Tuesday, December 27, 2005

A quickie post on upcoming items and random thoughts...


  • Getting back from NY, I read this article in the Wall Street Journal on the
    "Conservative Mind." It begs a response, and both that article and my response, IMO deserve to be seen and read juxtaposed against each other. In short, this article exposes why conservativism is intellectually untenable, and why there is such a thing as a progressivism distinct from the straw-man carricature of "liberalism," if not whatever genuine liberalism is.
  • From the above issue of the WSJ: economic trends: this year the US was the lousiest place to invest money all other things being equal, with the possible exceptions of the stock market in China taken as a whole (though FXI did well this year) and Venezuela. Pretty much everywhere else was head and shoulders gangbusters over the US. Emerging markets are trading places with energy, but little of it seems to be going to large cap US stocks, which to me says, that US equities will basically on the average remain in the dumpster until there's a change in policy in the US. But of course, you can't blame things like policy on Republicans, can you?
  • Aphorism gleaned from an airport bookstore and an airline restroom: People may decry the 60s and hippies and all that, but frankly, Hot Tuna's album entitled "First Pull Up Then Pull Down" has a far better title, in my opinion, than "Seinlanguage." But that's just me...
  • How can the US deny it tortures people when you can't find a parking space in downtown Flushing, Queens when you have to relieve yourself?

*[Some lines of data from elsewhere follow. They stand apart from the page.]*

use std::sync::Arc;

use registration_server::config::{AppConfig, StoreBackend};
use registration_server::seed::ensure_seeded;
use registration_server::store::{MemoryStore, PgStore, Store};
use registration_server::{app, AppState};

#[tokio::main]
async fn main() -> anyhow::Result<()> {
    env_logger::init();
    let config = AppConfig::load()?;

    let store: Arc<dyn Store> = match &config.backend {
        StoreBackend::Memory => {
            log::warn!("using the in-memory store, data is lost on restart");
            Arc::new(MemoryStore::new())
        }
        StoreBackend::Postgres { url } => {
            let store = PgStore::connect(url).await?;
            store.migrate().await?;
            Arc::new(store)
        }
    };

    ensure_seeded(store.as_ref(), &config.admin_password)
        .await
        .map_err(|err| anyhow::anyhow!("seeding failed: {:?}", err))?;

    let rules = config.rules;
    if rules.completion.review_subjects > rules.review_subject_limit {
        log::warn!(
            "REVIEW_COMPLETION_COUNT ({}) exceeds REVIEW_SUBJECT_LIMIT ({}), \
             no student can complete registration",
            rules.completion.review_subjects,
            rules.review_subject_limit
        );
    }

    let app = app(AppState::new(store, rules, config.session_ttl));

    let addr = config.socket_addr()?;
    log::info!("Starting registration HTTP server on http://{}", addr);
    axum::Server::bind(&addr)
        .serve(app.into_make_service())
        .await?;
    Ok(())
}
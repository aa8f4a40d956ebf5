//! Persistence seams. Every backend implements all three traits and is
//! picked once at startup; handlers only ever see `Arc<dyn Store>`.

mod memory;
mod postgres;

pub use memory::MemoryStore;
pub use postgres::PgStore;

use async_trait::async_trait;

use crate::models::{
    RegistrationSettings, Role, Student, StudentDraft, StudentPatch, StudentSession,
};

#[derive(Debug, Clone, PartialEq, Eq, thiserror::Error)]
pub enum StoreError {
    #[error("record not found")]
    NotFound,
    #[error("student code `{0}` is already taken")]
    Conflict(String),
    #[error("store unavailable: {0}")]
    Unavailable(String),
}

impl From<sqlx::Error> for StoreError {
    fn from(err: sqlx::Error) -> Self {
        match err {
            sqlx::Error::RowNotFound => StoreError::NotFound,
            sqlx::Error::Database(db) if db.code().as_deref() == Some("23505") => {
                StoreError::Conflict(db.message().to_string())
            }
            sqlx::Error::Database(db) if db.code().as_deref() == Some("23503") => {
                StoreError::NotFound
            }
            other => StoreError::Unavailable(other.to_string()),
        }
    }
}

/// Narrows a student listing. Empty strings count as "no filter".
#[derive(Debug, Clone, Default)]
pub struct StudentFilter {
    pub role: Option<Role>,
    pub search: Option<String>,
    pub class: Option<String>,
}

impl StudentFilter {
    pub fn students() -> Self {
        Self {
            role: Some(Role::Student),
            ..Self::default()
        }
    }

    pub(crate) fn search_term(&self) -> Option<String> {
        self.search
            .as_deref()
            .map(str::trim)
            .filter(|term| !term.is_empty())
            .map(str::to_lowercase)
    }

    pub(crate) fn class_name(&self) -> Option<&str> {
        self.class.as_deref().filter(|class| !class.is_empty())
    }

    pub fn matches(&self, student: &Student) -> bool {
        if let Some(role) = self.role {
            if student.role != role {
                return false;
            }
        }
        if let Some(class) = self.class_name() {
            if student.lop != class {
                return false;
            }
        }
        if let Some(term) = self.search_term() {
            return student.hoten.to_lowercase().contains(&term)
                || student.ma_hocsinh.to_lowercase().contains(&term);
        }
        true
    }
}

#[async_trait]
pub trait StudentStore: Send + Sync {
    async fn get(&self, id: i32) -> Result<Student, StoreError>;
    async fn find_by_code(&self, ma_hocsinh: &str) -> Result<Option<Student>, StoreError>;
    async fn put(&self, id: i32, patch: StudentPatch) -> Result<Student, StoreError>;
    /// Students matching `filter`, ordered by name.
    async fn list(&self, filter: &StudentFilter) -> Result<Vec<Student>, StoreError>;
    /// Deletes the given students with their credentials and sessions.
    async fn delete(&self, ids: &[i32]) -> Result<u64, StoreError>;
    async fn insert(&self, draft: StudentDraft) -> Result<Student, StoreError>;
    /// All-or-nothing insert of several students.
    async fn insert_batch(&self, drafts: Vec<StudentDraft>) -> Result<Vec<Student>, StoreError>;
    /// Removes every student account, keeping admins.
    async fn delete_all_students(&self) -> Result<u64, StoreError>;
}

#[async_trait]
pub trait SettingsStore: Send + Sync {
    async fn load(&self) -> Result<RegistrationSettings, StoreError>;
    async fn save(&self, settings: &RegistrationSettings) -> Result<(), StoreError>;
}

#[async_trait]
pub trait CredentialStore: Send + Sync {
    async fn password_hash(&self, student_id: i32) -> Result<Option<String>, StoreError>;
    async fn set_password_hash(&self, student_id: i32, hash: String) -> Result<(), StoreError>;
    async fn create_session(&self, session: StudentSession) -> Result<(), StoreError>;
    async fn find_session(&self, ssid: &str) -> Result<Option<StudentSession>, StoreError>;
    async fn session_for(&self, student_id: i32) -> Result<Option<StudentSession>, StoreError>;
    async fn drop_session(&self, ssid: &str, student_id: i32) -> Result<bool, StoreError>;
    async fn drop_sessions_for(&self, student_id: i32) -> Result<u64, StoreError>;
}

pub trait Store: StudentStore + SettingsStore + CredentialStore {}

impl<T> Store for T where T: StudentStore + SettingsStore + CredentialStore {}
#![allow(non_snake_case)]

use axum::http::{StatusCode, Uri};
use axum::response::{IntoResponse, Response};
use axum::Json;

use serde::Serialize;

use crate::policy::RejectionReason;
use crate::store::StoreError;

pub async fn handler404(path: Uri) -> Error {
    Error::NotFound {
        message: format!("Invalid path: {}", path),
    }
}

#[derive(Debug, Clone, Serialize)]
#[serde(untagged)]
pub enum Maybe<T> {
    Nothing(Error),
    Fine(Success<T>),
}

pub fn Fine<V>(v: V) -> Maybe<V>
where
    V: Serialize,
{
    Maybe::Fine(Success::of(v))
}

pub fn Nothing<V>(err: Error) -> Maybe<V> {
    Maybe::Nothing(err)
}

#[derive(Debug, Clone, Serialize)]
pub struct Success<V> {
    success: bool,
    #[serde(flatten)]
    value: V,
}

impl<T> IntoResponse for Maybe<T>
where
    T: Serialize,
{
    fn into_response(self) -> Response {
        match self {
            Maybe::Nothing(err) => err.into_response(),
            Maybe::Fine(success) => Json::into_response(Json(success)),
        }
    }
}

impl<V: Serialize> Success<V> {
    pub fn of(value: V) -> Self {
        Self {
            success: true,
            value,
        }
    }
}

#[derive(Debug, Clone, PartialEq, Serialize)]
#[serde(tag = "error")]
pub enum Error {
    Locked { message: String },
    IncompleteExamSubjects { message: String },
    MissingRequiredField { field_id: String, message: String },
    TooManyReviewSubjects { limit: usize, message: String },
    NotFound { message: String },
    Unauthorized { message: String },
    Forbidden { message: String },
    InvalidCredentials { message: String },
    InvalidPayload { message: String },
    UserAlreadyExists { message: String },
    InternalError { kind: &'static str, message: String },
}

impl Error {
    pub fn invalid_payload<S: Into<String>>(msg: S) -> Error {
        Error::InvalidPayload {
            message: msg.into(),
        }
    }

    pub fn status(&self) -> StatusCode {
        match self {
            Error::Locked { .. } => StatusCode::LOCKED,
            Error::IncompleteExamSubjects { .. }
            | Error::MissingRequiredField { .. }
            | Error::TooManyReviewSubjects { .. } => StatusCode::UNPROCESSABLE_ENTITY,
            Error::NotFound { .. } => StatusCode::NOT_FOUND,
            Error::Unauthorized { .. } | Error::InvalidCredentials { .. } => {
                StatusCode::UNAUTHORIZED
            }
            Error::Forbidden { .. } => StatusCode::FORBIDDEN,
            Error::InvalidPayload { .. } => StatusCode::BAD_REQUEST,
            Error::UserAlreadyExists { .. } => StatusCode::CONFLICT,
            Error::InternalError { .. } => StatusCode::INTERNAL_SERVER_ERROR,
        }
    }
}

impl IntoResponse for Error {
    fn into_response(self) -> Response {
        (self.status(), Json(self)).into_response()
    }
}

impl From<RejectionReason> for Error {
    fn from(reason: RejectionReason) -> Self {
        let message = reason.to_string();
        match reason {
            RejectionReason::Locked => Self::Locked { message },
            RejectionReason::IncompleteExamSubjects => Self::IncompleteExamSubjects { message },
            RejectionReason::MissingRequiredField(field_id) => {
                Self::MissingRequiredField { field_id, message }
            }
            RejectionReason::TooManyReviewSubjects { limit } => {
                Self::TooManyReviewSubjects { limit, message }
            }
        }
    }
}

impl From<StoreError> for Error {
    fn from(err: StoreError) -> Self {
        match err {
            StoreError::NotFound => Self::NotFound {
                message: err.to_string(),
            },
            StoreError::Conflict(_) => Self::UserAlreadyExists {
                message: err.to_string(),
            },
            StoreError::Unavailable(_) => Self::InternalError {
                kind: "DatabaseError",
                message: err.to_string(),
            },
        }
    }
}

impl From<pbkdf2::password_hash::Error> for Error {
    fn from(err: pbkdf2::password_hash::Error) -> Self {
        Self::InternalError {
            kind: "PasswordHashError",
            message: err.to_string(),
        }
    }
}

  • Tip for relieving yourself in downtown Flushing, Queens: while the churches are invariably closed, the Buddhist temples are open during the day. And their monks and nuns are indeed compassionate.
  • Because of all the family I met on this trip, it's clear that it'd be useful to put together a book, based on a series of posts (what else?) on "Why I'm a Buddhist." It amazes me how educated people for example, mistake images of Buddhas for western-like "deities," although they tend to lack things like omniscience, separateness, etc. So some simple explanation is needed. Heck, maybe it'd be an American Buddhist version of "Mere Christianity," which would actually suck; I can't pretend to speak for anyone other than myself, and usually not with a great deal of eloquence or profundity.